• Records drawn from a dataset:
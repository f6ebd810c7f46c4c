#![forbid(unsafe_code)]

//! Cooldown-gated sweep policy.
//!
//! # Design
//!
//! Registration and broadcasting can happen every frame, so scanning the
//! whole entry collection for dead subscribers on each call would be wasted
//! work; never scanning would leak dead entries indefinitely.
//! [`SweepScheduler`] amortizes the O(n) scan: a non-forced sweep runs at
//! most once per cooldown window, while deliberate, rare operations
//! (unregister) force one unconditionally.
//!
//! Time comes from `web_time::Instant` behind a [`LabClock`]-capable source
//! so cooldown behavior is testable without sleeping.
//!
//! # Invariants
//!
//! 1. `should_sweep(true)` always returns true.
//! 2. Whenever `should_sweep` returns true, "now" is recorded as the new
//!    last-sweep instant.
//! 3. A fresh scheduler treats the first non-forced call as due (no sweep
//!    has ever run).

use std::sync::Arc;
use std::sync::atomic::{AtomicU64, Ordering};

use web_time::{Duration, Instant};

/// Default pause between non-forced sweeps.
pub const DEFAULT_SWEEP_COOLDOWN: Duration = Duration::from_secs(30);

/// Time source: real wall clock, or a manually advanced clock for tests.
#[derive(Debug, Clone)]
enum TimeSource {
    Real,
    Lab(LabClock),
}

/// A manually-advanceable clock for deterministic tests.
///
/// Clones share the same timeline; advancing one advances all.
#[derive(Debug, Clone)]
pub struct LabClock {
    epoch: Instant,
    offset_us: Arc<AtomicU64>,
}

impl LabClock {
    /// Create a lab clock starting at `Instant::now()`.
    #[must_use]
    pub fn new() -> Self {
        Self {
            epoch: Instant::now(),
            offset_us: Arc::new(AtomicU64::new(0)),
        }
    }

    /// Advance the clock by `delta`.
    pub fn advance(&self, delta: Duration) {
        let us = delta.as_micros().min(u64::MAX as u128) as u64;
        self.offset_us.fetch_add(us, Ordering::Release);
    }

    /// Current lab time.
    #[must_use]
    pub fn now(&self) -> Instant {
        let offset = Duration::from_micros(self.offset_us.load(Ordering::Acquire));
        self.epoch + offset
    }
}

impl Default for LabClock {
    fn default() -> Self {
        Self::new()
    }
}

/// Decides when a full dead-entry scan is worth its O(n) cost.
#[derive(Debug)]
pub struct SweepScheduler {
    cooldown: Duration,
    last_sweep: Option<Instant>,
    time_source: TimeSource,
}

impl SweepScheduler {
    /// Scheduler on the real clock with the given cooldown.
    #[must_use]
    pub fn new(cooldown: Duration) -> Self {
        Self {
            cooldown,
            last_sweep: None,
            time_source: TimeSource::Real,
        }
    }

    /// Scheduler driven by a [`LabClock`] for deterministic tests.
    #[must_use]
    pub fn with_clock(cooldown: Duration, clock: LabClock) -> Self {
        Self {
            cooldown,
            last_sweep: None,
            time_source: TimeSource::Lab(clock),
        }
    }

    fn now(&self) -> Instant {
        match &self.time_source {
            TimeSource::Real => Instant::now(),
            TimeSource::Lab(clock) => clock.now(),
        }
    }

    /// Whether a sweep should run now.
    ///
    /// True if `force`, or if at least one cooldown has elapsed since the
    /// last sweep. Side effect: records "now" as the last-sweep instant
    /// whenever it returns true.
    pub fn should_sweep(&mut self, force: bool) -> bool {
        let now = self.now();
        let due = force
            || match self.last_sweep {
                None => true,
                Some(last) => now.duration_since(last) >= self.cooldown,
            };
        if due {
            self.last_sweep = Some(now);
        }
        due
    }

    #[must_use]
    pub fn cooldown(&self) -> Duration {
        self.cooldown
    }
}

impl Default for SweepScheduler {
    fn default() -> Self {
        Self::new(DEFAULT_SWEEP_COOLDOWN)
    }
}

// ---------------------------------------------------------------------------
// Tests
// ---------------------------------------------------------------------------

...

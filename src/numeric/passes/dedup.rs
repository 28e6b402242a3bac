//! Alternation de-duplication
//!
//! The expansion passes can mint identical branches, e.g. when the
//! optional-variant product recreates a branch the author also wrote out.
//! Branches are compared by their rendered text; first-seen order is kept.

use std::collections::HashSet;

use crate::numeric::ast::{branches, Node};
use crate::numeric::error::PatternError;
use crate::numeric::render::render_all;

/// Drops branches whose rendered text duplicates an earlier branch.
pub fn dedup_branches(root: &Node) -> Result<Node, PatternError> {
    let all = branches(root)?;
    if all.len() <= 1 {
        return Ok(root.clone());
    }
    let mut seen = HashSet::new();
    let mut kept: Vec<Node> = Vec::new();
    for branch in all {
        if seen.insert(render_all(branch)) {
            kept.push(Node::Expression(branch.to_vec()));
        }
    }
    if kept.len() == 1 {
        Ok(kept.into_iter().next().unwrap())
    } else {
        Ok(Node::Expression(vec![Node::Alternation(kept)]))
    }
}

* * *

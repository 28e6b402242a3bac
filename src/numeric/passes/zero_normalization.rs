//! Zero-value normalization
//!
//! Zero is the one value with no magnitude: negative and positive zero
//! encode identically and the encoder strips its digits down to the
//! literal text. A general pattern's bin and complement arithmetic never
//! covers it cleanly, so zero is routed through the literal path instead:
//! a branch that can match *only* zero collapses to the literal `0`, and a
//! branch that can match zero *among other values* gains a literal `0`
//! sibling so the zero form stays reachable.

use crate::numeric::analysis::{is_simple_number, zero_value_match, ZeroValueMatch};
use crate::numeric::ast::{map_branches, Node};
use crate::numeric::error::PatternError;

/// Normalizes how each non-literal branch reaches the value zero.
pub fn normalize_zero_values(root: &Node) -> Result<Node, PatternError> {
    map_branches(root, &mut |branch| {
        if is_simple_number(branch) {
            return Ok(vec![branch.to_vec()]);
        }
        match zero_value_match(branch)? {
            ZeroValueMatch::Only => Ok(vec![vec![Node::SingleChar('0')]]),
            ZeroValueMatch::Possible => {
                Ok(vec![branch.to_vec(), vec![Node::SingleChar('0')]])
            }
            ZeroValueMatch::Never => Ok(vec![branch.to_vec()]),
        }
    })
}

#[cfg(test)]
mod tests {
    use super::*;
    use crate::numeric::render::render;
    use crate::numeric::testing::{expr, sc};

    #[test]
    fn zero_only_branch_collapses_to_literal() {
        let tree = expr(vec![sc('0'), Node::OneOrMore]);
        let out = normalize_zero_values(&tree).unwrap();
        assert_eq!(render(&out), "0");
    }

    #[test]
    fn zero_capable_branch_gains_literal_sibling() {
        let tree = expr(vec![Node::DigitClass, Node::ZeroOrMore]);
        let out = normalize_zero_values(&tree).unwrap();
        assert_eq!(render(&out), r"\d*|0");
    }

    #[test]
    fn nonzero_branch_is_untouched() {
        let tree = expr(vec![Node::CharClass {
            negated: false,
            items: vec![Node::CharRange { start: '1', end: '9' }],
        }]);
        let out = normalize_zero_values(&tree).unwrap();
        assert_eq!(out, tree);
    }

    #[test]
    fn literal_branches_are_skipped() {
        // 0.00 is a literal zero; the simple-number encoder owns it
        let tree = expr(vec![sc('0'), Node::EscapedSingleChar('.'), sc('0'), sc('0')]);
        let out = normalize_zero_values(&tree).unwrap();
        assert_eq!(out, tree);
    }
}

• Task goal:
For each line of the entries that holds the word "Some", pull that line out.

• Solution to the problem:
                Some(last) => now.duration_since(last) >= self.cooldown,
            self.last_sweep = Some(now);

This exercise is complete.